Data records:
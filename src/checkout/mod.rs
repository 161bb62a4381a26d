//! Checkout workflow: converts the client-side cart into a persisted order.
//!
//! Modeled as an explicit state machine instead of a pile of booleans so
//! illegal combinations (verifying a payment that was never submitted,
//! submitting an unconfirmed address) cannot be represented at all.

pub mod gateway;

pub use gateway::{GatewayOptions, GatewayOutcome, PaymentGateway, Prefill};

use thiserror::Error;

use crate::api::types::{OrderPayload, ShippingAddress, VerifyPaymentRequest};
use crate::api::ApiClient;
use crate::cart::{Cart, CartItem};

/// Country assumed when the shipping address leaves it blank.
/// [`crate::config::Config`] defaults source their branding from here.
pub const DEFAULT_COUNTRY: &str = "India";
/// Brand color handed to the payment widget.
pub const THEME_COLOR: &str = "#7b2d8e";

#[derive(Debug, Clone, Copy, PartialEq, Eq)]
pub enum PaymentMethod {
    Cod,
    Online,
}

impl PaymentMethod {
    pub fn as_str(&self) -> &'static str {
        match self {
            PaymentMethod::Cod => "cod",
            PaymentMethod::Online => "online",
        }
    }
}

#[derive(Debug, Clone, Copy, PartialEq, Eq)]
pub enum CheckoutState {
    /// Editable address form.
    CollectingAddress,
    /// Address review modal is up, waiting for the user's confirmation.
    AwaitingConfirmation,
    /// Order creation request in flight.
    Submitting,
    /// Payment widget is open, waiting for its callback.
    AwaitingGatewayRedirect,
    /// Signature verification request in flight.
    VerifyingPayment,
    Completed,
    PaymentFailed,
}

impl CheckoutState {
    /// States in which the place-order action must be a no-op.
    pub fn is_busy(&self) -> bool {
        matches!(
            self,
            CheckoutState::Submitting
                | CheckoutState::AwaitingGatewayRedirect
                | CheckoutState::VerifyingPayment
        )
    }
}

/// Where the UI should go next.
#[derive(Debug, Clone, PartialEq)]
pub enum Navigation {
    CartView,
    OrderSuccess {
        order_id: String,
        amount: f64,
    },
    PaymentSuccess {
        order_id: String,
        payment_id: String,
        amount: f64,
    },
    PaymentFailure {
        order_id: String,
        message: String,
    },
}

/// Outcome of one place-order attempt.
#[derive(Debug, Clone, PartialEq)]
pub enum CheckoutResult {
    /// Order placed (and, for online payments, verified). Cart is cleared.
    Completed(Navigation),
    /// Payment failed after an order was created; routed to the failure
    /// view. Cart is preserved.
    Failed {
        navigation: Navigation,
        message: String,
    },
    /// Submission rejected before any payment happened; back to the address
    /// form with the cart intact.
    Rejected { message: String },
    /// User dismissed the payment widget; back to the address form. This is
    /// an informational notice, not a failure.
    Cancelled { message: String },
    /// The action was invoked from a state where it is disabled.
    Ignored,
}

#[derive(Debug, Clone, PartialEq, Eq, Error)]
pub enum CheckoutError {
    #[error("cart is empty")]
    EmptyCart,
    #[error("missing required field: {0}")]
    MissingField(&'static str),
    #[error("an order attempt is already in progress")]
    InProgress,
}

impl CheckoutError {
    /// Where the UI should route when checkout cannot start at all. An empty
    /// cart sends the user back to the cart view; field errors keep them on
    /// the address form.
    pub fn navigation(&self) -> Option<Navigation> {
        match self {
            CheckoutError::EmptyCart => Some(Navigation::CartView),
            _ => None,
        }
    }
}

/// One checkout session. Owns the cart for the duration of the flow.
#[derive(Debug)]
pub struct CheckoutFlow {
    state: CheckoutState,
    cart: Cart,
    address: ShippingAddress,
    method: PaymentMethod,
    default_country: String,
    theme_color: String,
}

impl CheckoutFlow {
    /// Entry guard: the workflow never runs with zero items; callers should
    /// route [`Navigation::CartView`] on [`CheckoutError::EmptyCart`].
    pub fn new(
        cart: Cart,
        address: ShippingAddress,
        method: PaymentMethod,
    ) -> Result<Self, CheckoutError> {
        if cart.is_empty() {
            return Err(CheckoutError::EmptyCart);
        }
        Ok(Self {
            state: CheckoutState::CollectingAddress,
            cart,
            address,
            method,
            default_country: DEFAULT_COUNTRY.to_string(),
            theme_color: THEME_COLOR.to_string(),
        })
    }

    /// Override the built-in country default and widget theme, typically
    /// from [`crate::config::Config`].
    pub fn branded(mut self, default_country: &str, theme_color: &str) -> Self {
        self.default_country = default_country.to_string();
        self.theme_color = theme_color.to_string();
        self
    }

    pub fn state(&self) -> CheckoutState {
        self.state
    }

    pub fn cart(&self) -> &Cart {
        &self.cart
    }

    /// Hand the cart back once the flow is over.
    pub fn into_cart(self) -> Cart {
        self.cart
    }

    pub fn set_address(&mut self, address: ShippingAddress) {
        if self.state == CheckoutState::CollectingAddress {
            self.address = address;
        } else {
            tracing::warn!("ignoring address edit in state {:?}", self.state);
        }
    }

    pub fn set_payment_method(&mut self, method: PaymentMethod) {
        if self.state == CheckoutState::CollectingAddress {
            self.method = method;
        }
    }

    /// Validate the address and raise the confirmation modal. Pure
    /// client-side gating; no network call happens here.
    pub fn request_confirmation(&mut self) -> Result<(), CheckoutError> {
        match self.state {
            CheckoutState::CollectingAddress => {}
            _ => return Err(CheckoutError::InProgress),
        }

        if let Some(field) = first_missing_field(&self.address) {
            return Err(CheckoutError::MissingField(field));
        }
        if self.address.country.trim().is_empty() {
            self.address.country = self.default_country.clone();
        }

        self.state = CheckoutState::AwaitingConfirmation;
        Ok(())
    }

    /// User backed out of the review modal.
    pub fn cancel_confirmation(&mut self) {
        if self.state == CheckoutState::AwaitingConfirmation {
            self.state = CheckoutState::CollectingAddress;
        }
    }

    /// User confirmed the displayed address: submit the order with the
    /// currently selected payment method.
    pub async fn place_order(
        &mut self,
        api: &ApiClient,
        gateway: &dyn PaymentGateway,
    ) -> CheckoutResult {
        if self.state.is_busy() {
            tracing::debug!("place_order ignored, already {:?}", self.state);
            return CheckoutResult::Ignored;
        }
        if self.state != CheckoutState::AwaitingConfirmation {
            tracing::warn!("place_order invoked in state {:?}", self.state);
            return CheckoutResult::Ignored;
        }

        self.state = CheckoutState::Submitting;
        let payload = self.build_payload();

        match self.method {
            PaymentMethod::Cod => self.submit_cod(api, payload).await,
            PaymentMethod::Online => self.submit_online(api, gateway, payload).await,
        }
    }

    async fn submit_cod(&mut self, api: &ApiClient, payload: OrderPayload) -> CheckoutResult {
        let total = payload.total;
        match api.create_order(&payload).await {
            Ok(receipt) if receipt.success => {
                let order_id = match receipt.order_id {
                    Some(id) => id,
                    None => {
                        return self.reject("Order was created without an id".to_string());
                    }
                };
                tracing::info!("order {} placed (cod, total {})", order_id, total);
                self.cart.clear();
                self.state = CheckoutState::Completed;
                CheckoutResult::Completed(Navigation::OrderSuccess {
                    order_id,
                    amount: total,
                })
            }
            Ok(receipt) => self.reject(
                receipt
                    .message
                    .unwrap_or_else(|| "Failed to place order".to_string()),
            ),
            Err(err) => self.reject(err.user_message()),
        }
    }

    async fn submit_online(
        &mut self,
        api: &ApiClient,
        gateway: &dyn PaymentGateway,
        payload: OrderPayload,
    ) -> CheckoutResult {
        let total = payload.total;
        let payment_order = match api.create_payment_order(&payload).await {
            Ok(order) => order,
            Err(err) => return self.reject(err.user_message()),
        };

        // Without a gateway reservation and public key there is nothing to
        // open; fail before presenting any widget.
        let (gateway_order, key) = match (payment_order.gateway, payment_order.gateway_key) {
            (Some(order), Some(key)) => (order, key),
            _ => {
                return self.reject(
                    payment_order
                        .message
                        .unwrap_or_else(|| "Payment gateway is unavailable".to_string()),
                )
            }
        };

        let order_id = payment_order.order_id;
        let options = GatewayOptions {
            key,
            amount: gateway_order.amount,
            currency: gateway_order.currency,
            description: format!("Aurelane order {}", order_id),
            gateway_order_id: gateway_order.id,
            prefill: Prefill {
                name: self.address.name.clone(),
                email: self.address.email.clone(),
                phone: self.address.phone.clone(),
            },
            theme_color: self.theme_color.clone(),
        };

        self.state = CheckoutState::AwaitingGatewayRedirect;
        match gateway.open(options).await {
            GatewayOutcome::Success {
                gateway_order_id,
                payment_id,
                signature,
            } => {
                self.state = CheckoutState::VerifyingPayment;
                self.verify(api, order_id, gateway_order_id, payment_id, signature, total)
                    .await
            }
            GatewayOutcome::Failed { code, description } => {
                tracing::warn!(
                    "gateway payment failed for order {} ({:?}): {}",
                    order_id,
                    code,
                    description
                );
                self.state = CheckoutState::PaymentFailed;
                CheckoutResult::Failed {
                    navigation: Navigation::PaymentFailure {
                        order_id,
                        message: description.clone(),
                    },
                    message: description,
                }
            }
            GatewayOutcome::Dismissed => {
                tracing::info!("payment widget dismissed for order {}", order_id);
                self.state = CheckoutState::CollectingAddress;
                CheckoutResult::Cancelled {
                    message: "Payment cancelled".to_string(),
                }
            }
        }
    }

    async fn verify(
        &mut self,
        api: &ApiClient,
        order_id: String,
        gateway_order_id: String,
        payment_id: String,
        signature: String,
        total: f64,
    ) -> CheckoutResult {
        let request = VerifyPaymentRequest {
            gateway_order_id,
            payment_id: payment_id.clone(),
            signature,
            order_id: order_id.clone(),
        };

        match api.verify_payment(&request).await {
            Ok(outcome) if outcome.success => {
                tracing::info!("payment verified for order {}", order_id);
                self.cart.clear();
                self.state = CheckoutState::Completed;
                CheckoutResult::Completed(Navigation::PaymentSuccess {
                    order_id,
                    payment_id,
                    amount: total,
                })
            }
            Ok(outcome) => {
                let message = outcome
                    .message
                    .unwrap_or_else(|| "Payment verification failed".to_string());
                self.fail_verification(order_id, message)
            }
            Err(err) => self.fail_verification(order_id, err.user_message()),
        }
    }

    // Cart stays intact: the user may retry payment for the same items.
    fn fail_verification(&mut self, order_id: String, message: String) -> CheckoutResult {
        tracing::warn!("verification failed for order {}: {}", order_id, message);
        self.state = CheckoutState::PaymentFailed;
        CheckoutResult::Failed {
            navigation: Navigation::PaymentFailure {
                order_id,
                message: message.clone(),
            },
            message,
        }
    }

    fn reject(&mut self, message: String) -> CheckoutResult {
        tracing::warn!("order submission rejected: {}", message);
        self.state = CheckoutState::CollectingAddress;
        CheckoutResult::Rejected { message }
    }

    fn build_payload(&self) -> OrderPayload {
        let mut address = self.address.clone();
        if address.country.trim().is_empty() {
            address.country = self.default_country.clone();
        }

        OrderPayload {
            items: self.cart.items().iter().map(CartItem::to_order_line).collect(),
            shipping_address: address,
            payment_method: self.method.as_str().to_string(),
            total: self.cart.total(),
        }
    }
}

Task details: Where a line of the records has the string "return", copy that line.

Answer to this problem:
            return Err(CheckoutError::EmptyCart);
            _ => return Err(CheckoutError::InProgress),
            return Err(CheckoutError::MissingField(field));
            return CheckoutResult::Ignored;
            return CheckoutResult::Ignored;
                        return self.reject("Order was created without an id".to_string());
            Err(err) => return self.reject(err.user_message()),
                return self.reject(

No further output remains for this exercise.